E-mastering application utilizing pertinence heuristics evaluation for children
Author(s) -
D. Rajya Lakshmi,
R. Ponnusamy
Publication year - 2018
Publication title -
international journal of engineering and technology
Language(s) - English
Resource type - Journals
ISSN - 2227-524X
DOI - 10.14419/ijet.v7i1.9.10009
Subject(s) - heuristics , computer science , heuristic , usability , heuristic evaluation , set (abstract data type) , hyper heuristic , machine learning , strengths and weaknesses , artificial intelligence , human–computer interaction , psychology , programming language , social psychology , operating system , robot learning , mobile robot , robot
Choosing ease of use assessment techniques (UEMs) to uncover convenience issues in e-learning projects is affected by time, cost, simplicity of use, and effectiveness. Heuristic assessment has turned into a generally acknowledged technique for ease of use assessment in programming improvement. This paper presents Heuristic Assessment for Tyke E-learning applications (HECE), an exhaustive arrangement of heuristics for kid e-learning alongside a definite clarification for the ease of use specialists on the most proficient method to apply them. These arrangements of heuristics depend on Nielsen's unique ten heuristics produced for programming.
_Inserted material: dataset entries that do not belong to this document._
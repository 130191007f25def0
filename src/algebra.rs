//! Per-rule evaluators parameterising the joint DP (§4.1).
//!
//! An [`Algebra`] is a record of pure functions, one per grammar rule, plus a
//! selector (`opt`) and a formatter (`finalize`). The DP engine in
//! [`crate::dp`] is generic over any `Algebra` impl and never looks inside a
//! witness — it only ever calls these methods. This mirrors how
//! `perm_lookup`'s accumulators are evaluated per-row without the caller
//! knowing the internal recurrence.

use crate::cm::{Cm, StateID};
use crate::score::BitScore;

/// Single-nucleotide emission: `(nucleotide, score)`.
pub type SingleEmission = (char, BitScore);
/// Paired emission: `(left nucleotide, right nucleotide, score)`.
pub type PairEmission = (char, char, BitScore);

/// A capability set of per-rule evaluators over witness type `Witness`.
///
/// `opt` and `finalize` are the only two methods that see more than one
/// witness (or format one for the outside world); every other method
/// consumes exactly the child witness(es) of one grammar rule and produces
/// the parent witness.
pub trait Algebra {
    type Witness: Clone + PartialEq;

    fn end(&self, cm: &Cm, k: StateID) -> Self::Witness;
    fn lbegin(&self, cm: &Cm, k: StateID, t: BitScore, s: Self::Witness) -> Self::Witness;
    fn start(&self, cm: &Cm, k: StateID, t: BitScore, s: Self::Witness) -> Self::Witness;
    fn delete(&self, cm: &Cm, k: StateID, t: BitScore, s: Self::Witness) -> Self::Witness;
    fn match_pair(&self, cm: &Cm, k: StateID, t: BitScore, e: PairEmission, s: Self::Witness) -> Self::Witness;
    fn match_left(&self, cm: &Cm, k: StateID, t: BitScore, e: SingleEmission, s: Self::Witness) -> Self::Witness;
    fn insert_left(&self, cm: &Cm, k: StateID, t: BitScore, e: SingleEmission, s: Self::Witness) -> Self::Witness;
    fn match_right(&self, cm: &Cm, k: StateID, t: BitScore, e: SingleEmission, s: Self::Witness) -> Self::Witness;
    fn insert_right(&self, cm: &Cm, k: StateID, t: BitScore, e: SingleEmission, s: Self::Witness) -> Self::Witness;
    fn branch(&self, cm: &Cm, k: StateID, s: Self::Witness, t: Self::Witness) -> Self::Witness;

    /// Marks a witness as having taken the synthetic local-end jump out of
    /// `k` (§6 output grammar's `_` end marker). Purely cosmetic: it must
    /// never change a witness's score contribution, so every scoring
    /// algebra implements this as the identity.
    fn lend(&self, cm: &Cm, k: StateID, s: Self::Witness) -> Self::Witness;

    /// Collapses a list of joint witnesses (one per model) to the co-optima.
    fn opt(&self, xs: Vec<(Self::Witness, Self::Witness)>) -> Vec<(Self::Witness, Self::Witness)>;

    fn finalize(&self, w: &Self::Witness) -> String;
}

/// Score algebra: witness is the accumulated [`BitScore`]; `opt` keeps the
/// single joint witness maximising `min(a1, a2)`.
///
/// Tie-breaking (an Open Question in the source spec) is pinned here: among
/// witnesses tied on `min(a1, a2)`, the first one encountered in `xs` wins.
/// Every caller builds `xs` by enumerating transitions/emissions in a fixed
/// order, so this is deterministic across runs without needing to inspect
/// the child state ids directly.
#[derive(Debug, Default, Clone, Copy)]
pub struct MaxMin;

impl Algebra for MaxMin {
    type Witness = BitScore;

    fn end(&self, _cm: &Cm, _k: StateID) -> BitScore {
        BitScore::ZERO
    }
    fn lbegin(&self, _cm: &Cm, _k: StateID, t: BitScore, s: BitScore) -> BitScore {
        t + s
    }
    fn start(&self, _cm: &Cm, _k: StateID, t: BitScore, s: BitScore) -> BitScore {
        t + s
    }
    fn delete(&self, _cm: &Cm, _k: StateID, t: BitScore, s: BitScore) -> BitScore {
        t + s
    }
    fn match_pair(&self, _cm: &Cm, _k: StateID, t: BitScore, e: PairEmission, s: BitScore) -> BitScore {
        t + e.2 + s
    }
    fn match_left(&self, _cm: &Cm, _k: StateID, t: BitScore, e: SingleEmission, s: BitScore) -> BitScore {
        t + e.1 + s
    }
    fn insert_left(&self, _cm: &Cm, _k: StateID, t: BitScore, e: SingleEmission, s: BitScore) -> BitScore {
        t + e.1 + s
    }
    fn match_right(&self, _cm: &Cm, _k: StateID, t: BitScore, e: SingleEmission, s: BitScore) -> BitScore {
        t + e.1 + s
    }
    fn insert_right(&self, _cm: &Cm, _k: StateID, t: BitScore, e: SingleEmission, s: BitScore) -> BitScore {
        t + e.1 + s
    }
    fn branch(&self, _cm: &Cm, _k: StateID, s: BitScore, t: BitScore) -> BitScore {
        s + t
    }

    fn lend(&self, _cm: &Cm, _k: StateID, s: BitScore) -> BitScore {
        s
    }

    fn opt(&self, xs: Vec<(BitScore, BitScore)>) -> Vec<(BitScore, BitScore)> {
        let mut best: Option<(BitScore, BitScore)> = None;
        for (a1, a2) in xs {
            let m = a1.min(a2);
            match best {
                Some((b1, b2)) if m <= b1.min(b2) => {}
                _ => best = Some((a1, a2)),
            }
        }
        best.into_iter().collect()
    }

    fn finalize(&self, w: &BitScore) -> String {
        w.to_string()
    }
}

/// Nucleotide-string algebra: witness is the emitted sequence fragment.
/// `opt = id`: a string-only algebra cannot choose between candidates, so
/// co-optima enumeration is left to the product (§4.2).
#[derive(Debug, Default, Clone, Copy)]
pub struct RnaString;

impl Algebra for RnaString {
    type Witness = String;

    fn end(&self, _cm: &Cm, _k: StateID) -> String {
        String::new()
    }
    fn lbegin(&self, _cm: &Cm, _k: StateID, _t: BitScore, s: String) -> String {
        s
    }
    fn start(&self, _cm: &Cm, _k: StateID, _t: BitScore, s: String) -> String {
        s
    }
    fn delete(&self, _cm: &Cm, _k: StateID, _t: BitScore, s: String) -> String {
        s
    }
    fn match_pair(&self, _cm: &Cm, _k: StateID, _t: BitScore, e: PairEmission, s: String) -> String {
        format!("{}{}{}", e.0, s, e.1)
    }
    fn match_left(&self, _cm: &Cm, _k: StateID, _t: BitScore, e: SingleEmission, s: String) -> String {
        format!("{}{}", e.0, s)
    }
    fn insert_left(&self, _cm: &Cm, _k: StateID, _t: BitScore, e: SingleEmission, s: String) -> String {
        format!("{}{}", e.0, s)
    }
    fn match_right(&self, _cm: &Cm, _k: StateID, _t: BitScore, e: SingleEmission, s: String) -> String {
        format!("{}{}", s, e.0)
    }
    fn insert_right(&self, _cm: &Cm, _k: StateID, _t: BitScore, e: SingleEmission, s: String) -> String {
        format!("{}{}", s, e.0)
    }
    fn branch(&self, _cm: &Cm, _k: StateID, s: String, t: String) -> String {
        format!("{}{}", s, t)
    }

    fn lend(&self, _cm: &Cm, _k: StateID, s: String) -> String {
        format!("{}_", s)
    }

    fn opt(&self, xs: Vec<(String, String)>) -> Vec<(String, String)> {
        xs
    }

    fn finalize(&self, w: &String) -> String {
        w.clone()
    }
}

/// Dot-bracket algebra: witness is the secondary-structure fragment aligned
/// 1:1 with [`RnaString`]'s output. `(`/`)` come only from `MP`; `.` marks a
/// matched single emission, `,` an inserted one.
#[derive(Debug, Default, Clone, Copy)]
pub struct DotBracket;

impl Algebra for DotBracket {
    type Witness = String;

    fn end(&self, _cm: &Cm, _k: StateID) -> String {
        String::new()
    }
    fn lbegin(&self, _cm: &Cm, _k: StateID, _t: BitScore, s: String) -> String {
        s
    }
    fn start(&self, _cm: &Cm, _k: StateID, _t: BitScore, s: String) -> String {
        s
    }
    fn delete(&self, _cm: &Cm, _k: StateID, _t: BitScore, s: String) -> String {
        s
    }
    fn match_pair(&self, _cm: &Cm, _k: StateID, _t: BitScore, _e: PairEmission, s: String) -> String {
        format!("({})", s)
    }
    fn match_left(&self, _cm: &Cm, _k: StateID, _t: BitScore, _e: SingleEmission, s: String) -> String {
        format!(".{}", s)
    }
    fn insert_left(&self, _cm: &Cm, _k: StateID, _t: BitScore, _e: SingleEmission, s: String) -> String {
        format!(",{}", s)
    }
    fn match_right(&self, _cm: &Cm, _k: StateID, _t: BitScore, _e: SingleEmission, s: String) -> String {
        format!("{}.", s)
    }
    fn insert_right(&self, _cm: &Cm, _k: StateID, _t: BitScore, _e: SingleEmission, s: String) -> String {
        format!("{},", s)
    }
    fn branch(&self, _cm: &Cm, _k: StateID, s: String, t: String) -> String {
        format!("{}{}", s, t)
    }

    fn lend(&self, _cm: &Cm, _k: StateID, s: String) -> String {
        format!("{}_", s)
    }

    fn opt(&self, xs: Vec<(String, String)>) -> Vec<(String, String)> {
        xs
    }

    fn finalize(&self, w: &String) -> String {
        w.clone()
    }
}

/// Visited-node-trace algebra: prepends the current state's [`NodeID`] at
/// every rule application. `opt = id`.
#[derive(Debug, Default, Clone, Copy)]
pub struct VisitedNodes;

impl Algebra for VisitedNodes {
    type Witness = Vec<crate::cm::NodeID>;

    fn end(&self, cm: &Cm, k: StateID) -> Self::Witness {
        vec![cm.node(k)]
    }
    fn lbegin(&self, cm: &Cm, k: StateID, _t: BitScore, s: Self::Witness) -> Self::Witness {
        prepend(cm.node(k), s)
    }
    fn start(&self, cm: &Cm, k: StateID, _t: BitScore, s: Self::Witness) -> Self::Witness {
        prepend(cm.node(k), s)
    }
    fn delete(&self, cm: &Cm, k: StateID, _t: BitScore, s: Self::Witness) -> Self::Witness {
        prepend(cm.node(k), s)
    }
    fn match_pair(&self, cm: &Cm, k: StateID, _t: BitScore, _e: PairEmission, s: Self::Witness) -> Self::Witness {
        prepend(cm.node(k), s)
    }
    fn match_left(&self, cm: &Cm, k: StateID, _t: BitScore, _e: SingleEmission, s: Self::Witness) -> Self::Witness {
        prepend(cm.node(k), s)
    }
    fn insert_left(&self, cm: &Cm, k: StateID, _t: BitScore, _e: SingleEmission, s: Self::Witness) -> Self::Witness {
        prepend(cm.node(k), s)
    }
    fn match_right(&self, cm: &Cm, k: StateID, _t: BitScore, _e: SingleEmission, s: Self::Witness) -> Self::Witness {
        prepend(cm.node(k), s)
    }
    fn insert_right(&self, cm: &Cm, k: StateID, _t: BitScore, _e: SingleEmission, s: Self::Witness) -> Self::Witness {
        prepend(cm.node(k), s)
    }
    fn branch(&self, cm: &Cm, k: StateID, s: Self::Witness, t: Self::Witness) -> Self::Witness {
        let mut v = vec![cm.node(k)];
        v.extend(s);
        v.extend(t);
        v
    }

    fn lend(&self, _cm: &Cm, _k: StateID, s: Self::Witness) -> Self::Witness {
        s
    }

    fn opt(&self, xs: Vec<(Self::Witness, Self::Witness)>) -> Vec<(Self::Witness, Self::Witness)> {
        xs
    }

    fn finalize(&self, w: &Self::Witness) -> String {
        let body = w.iter().map(|n| n.to_string()).collect::<Vec<_>>().join(",");
        format!("[{}]", body)
    }
}

fn prepend<T>(head: T, mut tail: Vec<T>) -> Vec<T> {
    tail.insert(0, head);
    tail
}

/// Verbose per-state trace algebra: one formatted row per rule application,
/// columns `Label State Node Trans Emis`.
#[derive(Debug, Default, Clone, Copy)]
pub struct ExtendedOutput;

impl ExtendedOutput {
    const HEADER: &'static str = "Label\tState\tNode\tTrans\tEmis";

    fn row(cm: &Cm, label: &str, k: StateID, trans: BitScore, emis: String) -> String {
        format!("{}\t{}\t{}\t{}\t{}", label, k, cm.node(k), trans, emis)
    }
}

impl Algebra for ExtendedOutput {
    type Witness = Vec<String>;

    fn end(&self, cm: &Cm, k: StateID) -> Self::Witness {
        vec![Self::row(cm, "END", k, BitScore::ZERO, "-".into())]
    }
    fn lbegin(&self, cm: &Cm, k: StateID, t: BitScore, s: Self::Witness) -> Self::Witness {
        prepend(Self::row(cm, "LBEGIN", k, t, "-".into()), s)
    }
    fn start(&self, cm: &Cm, k: StateID, t: BitScore, s: Self::Witness) -> Self::Witness {
        prepend(Self::row(cm, "START", k, t, "-".into()), s)
    }
    fn delete(&self, cm: &Cm, k: StateID, t: BitScore, s: Self::Witness) -> Self::Witness {
        prepend(Self::row(cm, "DELETE", k, t, "-".into()), s)
    }
    fn match_pair(&self, cm: &Cm, k: StateID, t: BitScore, e: PairEmission, s: Self::Witness) -> Self::Witness {
        prepend(Self::row(cm, "MATCHP", k, t, format!("{}{}:{}", e.0, e.1, e.2)), s)
    }
    fn match_left(&self, cm: &Cm, k: StateID, t: BitScore, e: SingleEmission, s: Self::Witness) -> Self::Witness {
        prepend(Self::row(cm, "MATCHL", k, t, format!("{}:{}", e.0, e.1)), s)
    }
    fn insert_left(&self, cm: &Cm, k: StateID, t: BitScore, e: SingleEmission, s: Self::Witness) -> Self::Witness {
        prepend(Self::row(cm, "INSERTL", k, t, format!("{}:{}", e.0, e.1)), s)
    }
    fn match_right(&self, cm: &Cm, k: StateID, t: BitScore, e: SingleEmission, s: Self::Witness) -> Self::Witness {
        prepend(Self::row(cm, "MATCHR", k, t, format!("{}:{}", e.0, e.1)), s)
    }
    fn insert_right(&self, cm: &Cm, k: StateID, t: BitScore, e: SingleEmission, s: Self::Witness) -> Self::Witness {
        prepend(Self::row(cm, "INSERTR", k, t, format!("{}:{}", e.0, e.1)), s)
    }
    fn branch(&self, cm: &Cm, k: StateID, s: Self::Witness, t: Self::Witness) -> Self::Witness {
        let mut v = vec![Self::row(cm, "BRANCH", k, BitScore::ZERO, "-".into())];
        v.extend(s);
        v.extend(t);
        v
    }

    fn lend(&self, cm: &Cm, k: StateID, s: Self::Witness) -> Self::Witness {
        prepend(Self::row(cm, "LEND", k, cm.local_end(k), "-".into()), s)
    }

    fn opt(&self, xs: Vec<(Self::Witness, Self::Witness)>) -> Vec<(Self::Witness, Self::Witness)> {
        xs
    }

    fn finalize(&self, w: &Self::Witness) -> String {
        let mut out = String::from(Self::HEADER);
        for row in w {
            out.push('\n');
            out.push_str(row);
        }
        out
    }
}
Nielsen heuristics are essentially nonexclusive, and won't not include ease of use credits particular to kids or e-learning. The new HECE set would conquer these weaknesses. The legitimacy and viability of these heuristics were assessed against two created e-learning programs composed by ReDSOFT for KG-2 and exceptional need understudies. The outcomes showed that HECE distinguished subjective likenesses and contrasts with client testing, and that HECE is most appropriate for assessing general and kid ease of use. Consolidated with client testing, HECE offers another track that can help with directing the kid e-learning industry to outline applications that are both instructive and pleasurable for youngsters.